Orderly is at a turning point. We’ve already paused trading incentives, restructured emissions-heavy flows, and rolled out new products like Omnivaults.
The next step is to upgrade how protocol revenue flows back to the community. The current system pays stakers in USDC, but this is idle capital that doesn’t support ORDER’s value or align long-term incentives.
This proposal introduces a simpler, more sustainable model: redirect protocol fees to recurring ORDER buybacks, allocating a share to reward stakers in esORDER, and the remaining to a community-governed wallet.
We propose that up to 60% of Orderly net fees** are redirected toward recurring buybacks of ORDER, executed via TWAP using the previous two weeks of revenue. This creates a consistent and programmatic demand for ORDER.
The tokens purchased through buybacks will be split evenly:
50% will go to stakers, distributed as esORDER (with a 3-months linear vesting)

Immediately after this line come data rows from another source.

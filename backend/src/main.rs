//! Backend entry-point: loads settings, runs migrations and serves the
//! recipe API.

mod server;

use actix_web::web;
use color_eyre::eyre::{Result, WrapErr};
use ortho_config::OrthoConfig;
use tokio_util::sync::CancellationToken;
use tracing::{info, warn};
use tracing_subscriber::{EnvFilter, fmt};

use recipe_backend::inbound::http::health::HealthState;
use recipe_backend::outbound::persistence::{DbPool, run_pending_migrations};
use recipe_backend::settings::AppSettings;
use server::{ServerConfig, create_server};

/// Application bootstrap.
#[actix_web::main]
async fn main() -> Result<()> {
    color_eyre::install()?;
    if let Err(e) = fmt()
        .with_env_filter(EnvFilter::from_default_env())
        .json()
        .try_init()
    {
        warn!(error = %e, "tracing init failed");
    }

    let settings = AppSettings::load_from_iter(std::env::args_os())
        .wrap_err("failed to load settings")?;
    let mut config =
        ServerConfig::from_settings(&settings).wrap_err("invalid server settings")?;

    if let Some(pool_config) = settings.pool_config() {
        let applied = run_pending_migrations(pool_config.database_url())
            .await
            .wrap_err("failed to apply database migrations")?;
        info!(count = applied.len(), migrations = ?applied, "database migrations applied");
        let pool = DbPool::new(pool_config)
            .await
            .wrap_err("failed to build database pool")?;
        config = config.with_db_pool(pool);
    }

    let bind_addr = config.bind_addr();
    let health_state = web::Data::new(HealthState::new());
    let shutdown = CancellationToken::new();
    let server = create_server(health_state.clone(), config, shutdown.clone())
        .wrap_err_with(|| format!("failed to start server on {bind_addr}"))?;
    info!(%bind_addr, "recipe backend listening");

    let result = server.await;
    health_state.mark_unhealthy();
    shutdown.cancel();
    result.wrap_err("server terminated with an error")
}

50% will go to a community-governed wallet, in the form of ORDER. The ultimate purpose of these tokens (burning, liquidity bootstrapping, incentives, or other initiatives) will be determined through separate governance votes in the coming weeks.

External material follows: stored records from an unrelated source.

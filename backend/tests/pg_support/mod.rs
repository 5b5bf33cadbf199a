//! Embedded PostgreSQL bootstrap for the Diesel adapter suites.
//!
//! Each suite gets its own [`TestCluster`] and a throwaway database with the
//! embedded migrations applied. When the cluster cannot start and
//! `SKIP_TEST_CLUSTER` is truthy the suites skip instead of failing.

use std::path::PathBuf;
use std::sync::{Mutex, OnceLock};

use pg_embedded_setup_unpriv::{TemporaryDatabase, TestCluster};
use uuid::Uuid;

use recipe_backend::outbound::persistence::run_pending_migrations;

static BOOTSTRAP_LOCK: OnceLock<Mutex<()>> = OnceLock::new();

fn pg_embed_dirs() -> std::io::Result<(PathBuf, PathBuf)> {
    let base = std::env::var_os("CARGO_TARGET_DIR")
        .map(PathBuf::from)
        .unwrap_or_else(|| PathBuf::from(env!("CARGO_MANIFEST_DIR")).join("..").join("target"))
        .join("pg-embed")
        .join(format!("bootstrap-{}-{}", std::process::id(), Uuid::new_v4()));
    let runtime_dir = base.join("install");
    let data_dir = base.join("data");
    std::fs::create_dir_all(&runtime_dir)?;
    std::fs::create_dir_all(&data_dir)?;
    Ok((runtime_dir, data_dir))
}

/// Start an embedded cluster, pointing its directories under the target dir
/// when `PG_RUNTIME_DIR` / `PG_DATA_DIR` are not both set.
pub fn test_cluster() -> Result<TestCluster, String> {
    let _bootstrap = BOOTSTRAP_LOCK
        .get_or_init(|| Mutex::new(()))
        .lock()
        .unwrap_or_else(|err| err.into_inner());

    let needs_override =
        std::env::var_os("PG_RUNTIME_DIR").is_none() || std::env::var_os("PG_DATA_DIR").is_none();
    let _env = if needs_override {
        let (runtime_dir, data_dir) = pg_embed_dirs().map_err(|err| err.to_string())?;
        Some(env_lock::lock_env([
            ("PG_RUNTIME_DIR", Some(runtime_dir.to_string_lossy().into_owned())),
            ("PG_DATA_DIR", Some(data_dir.to_string_lossy().into_owned())),
        ]))
    } else {
        None
    };

    TestCluster::new().map_err(|err| format!("{err:?}"))
}

/// Create an empty database on `cluster` and apply every migration to it.
pub fn migrated_database(
    cluster: &TestCluster,
    runtime: &tokio::runtime::Runtime,
) -> Result<TemporaryDatabase, String> {
    let name = format!("recipes_{}", Uuid::new_v4().simple());
    let database = cluster
        .temporary_database(name.as_str())
        .map_err(|err| format!("{err:?}"))?;
    runtime
        .block_on(run_pending_migrations(database.url()))
        .map_err(|err| err.to_string())?;
    Ok(database)
}

/// Whether `SKIP_TEST_CLUSTER` is set to `1`, `true` or `yes`.
pub fn should_skip_test_cluster() -> bool {
    std::env::var("SKIP_TEST_CLUSTER")
        .map(|value| matches!(value.to_lowercase().as_str(), "1" | "true" | "yes"))
        .unwrap_or(false)
}

/// Skip with a marker when allowed, otherwise fail loudly so CI notices.
pub fn handle_cluster_setup_failure<T>(reason: impl std::fmt::Display) -> Option<T> {
    if should_skip_test_cluster() {
        eprintln!("SKIP-TEST-CLUSTER: {reason}");
        None
    } else {
        panic!("Test cluster setup failed: {reason}. Set SKIP_TEST_CLUSTER=1 to skip.");
    }
}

With this proposal, the current USDC-based staking system will be retired. Stakers will be able to claim their share of the existing USDC treasury directly, retaining full flexibility on how to use those funds (deposit them into the Omnivault, hold them, or redeploy them elsewhere). This simplifies implementation and avoids the complexity of managing multiple treasuries, while still preserving staker rights.
The VALOR mechanism will also evolve. Once USDC rewards are halted, the current VALOR tied to them will be phased out and replaced with a new VALOR mechanism linked to esORDER rewards. The transition will be seamless: holders will keep their exact same proportional share.

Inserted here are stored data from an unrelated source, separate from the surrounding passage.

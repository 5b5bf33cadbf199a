//! Diesel row types for the recipes table.
//!
//! These are internal to the persistence adapter; the domain never sees them.

use chrono::{DateTime, Utc};
use diesel::prelude::*;
use uuid::Uuid;

use super::schema::recipes;

/// Row struct for reading from the recipes table.
#[derive(Debug, Clone, Queryable, Selectable)]
#[diesel(table_name = recipes)]
#[diesel(check_for_backend(diesel::pg::Pg))]
pub(crate) struct RecipeRow {
    pub id: Uuid,
    pub title: String,
    pub description: String,
    pub preparation_time: i32,
    pub cooking_time: i32,
    pub servings: i32,
    pub ingredients: Vec<String>,
    pub instructions: Vec<String>,
    #[expect(dead_code, reason = "schema field for auditing support")]
    pub created_at: DateTime<Utc>,
    #[expect(dead_code, reason = "schema field for auditing support")]
    pub updated_at: DateTime<Utc>,
}

/// Insertable struct for creating recipe records.
#[derive(Debug, Clone, Insertable)]
#[diesel(table_name = recipes)]
pub(crate) struct NewRecipeRow<'a> {
    pub id: Uuid,
    pub title: &'a str,
    pub description: &'a str,
    pub preparation_time: i32,
    pub cooking_time: i32,
    pub servings: i32,
    pub ingredients: &'a [String],
    pub instructions: &'a [String],
}

/// Changeset replacing every mutable column of a recipe.
#[derive(Debug, Clone, AsChangeset)]
#[diesel(table_name = recipes)]
pub(crate) struct RecipeChangeset<'a> {
    pub title: &'a str,
    pub description: &'a str,
    pub preparation_time: i32,
    pub cooking_time: i32,
    pub servings: i32,
    pub ingredients: &'a [String],
    pub instructions: &'a [String],
    pub updated_at: DateTime<Utc>,
}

For example, a staker holding 1% of VALOR today will begin with the same 1% share in the new VALOR system and will accrue 1% of esORDER rewards going forward. This share may change over time as newly issued VALOR is distributed, which could dilute existing holders. Importantly, when a staker claims their portion of the USDC treasury, their old VALOR will be burned, but their equivalent share at the start of the new VALOR system will remain intact, ensuring that all rights are preserved in the transition.
Together, these changes ensure that staking remains meaningful, ORDER gains consistent support through buybacks, and the community retains both flexibility and direct governance power over protocol-owned assets.
** Buyback amounts and the percentage of net fees allocated may vary over time and are subject to governance adjustments.
This model balances the three priorities expressed in community feedback:
Maintain staking utility – Stakers continue receiving rewards and governance rights.
Support ORDER value – Recurring buybacks create consistent demand.
Preserve VALOR rights – Existing holders retain their allocations in the new system.
The added benefit is simplicity: instead of managing multiple treasuries and auto-deposits, stakers have full flexibility, and Product avoids unnecessary delays.
If approved, the following will happen:
Pause USDC rewards and transition VALOR to the new esORDER-linked system.
Enable revenue-backed ORDER buybacks.
Create the community-governed wallet for purchased ORDER.
While Product implements the technical changes for this transition, a separate Snapshot vote will be held in parallel to decide the use of the community-governed wallet tokens (e.g., burn, incentives, liquidity).
Quorum: 30% of total voting power
Voting Period: 7 days
Eligibility: Only ORDER staked before proposal submission counts toward voting power.
This proposal introduces a smarter revenue loop:
ORDER demand is reinforced by buybacks.
Stakers retain utility through esORDER rewards.
The community gains governance over a growing ORDER treasury.
It’s lean, sustainable, and positions Orderly for long-term growth while respecting community feedback.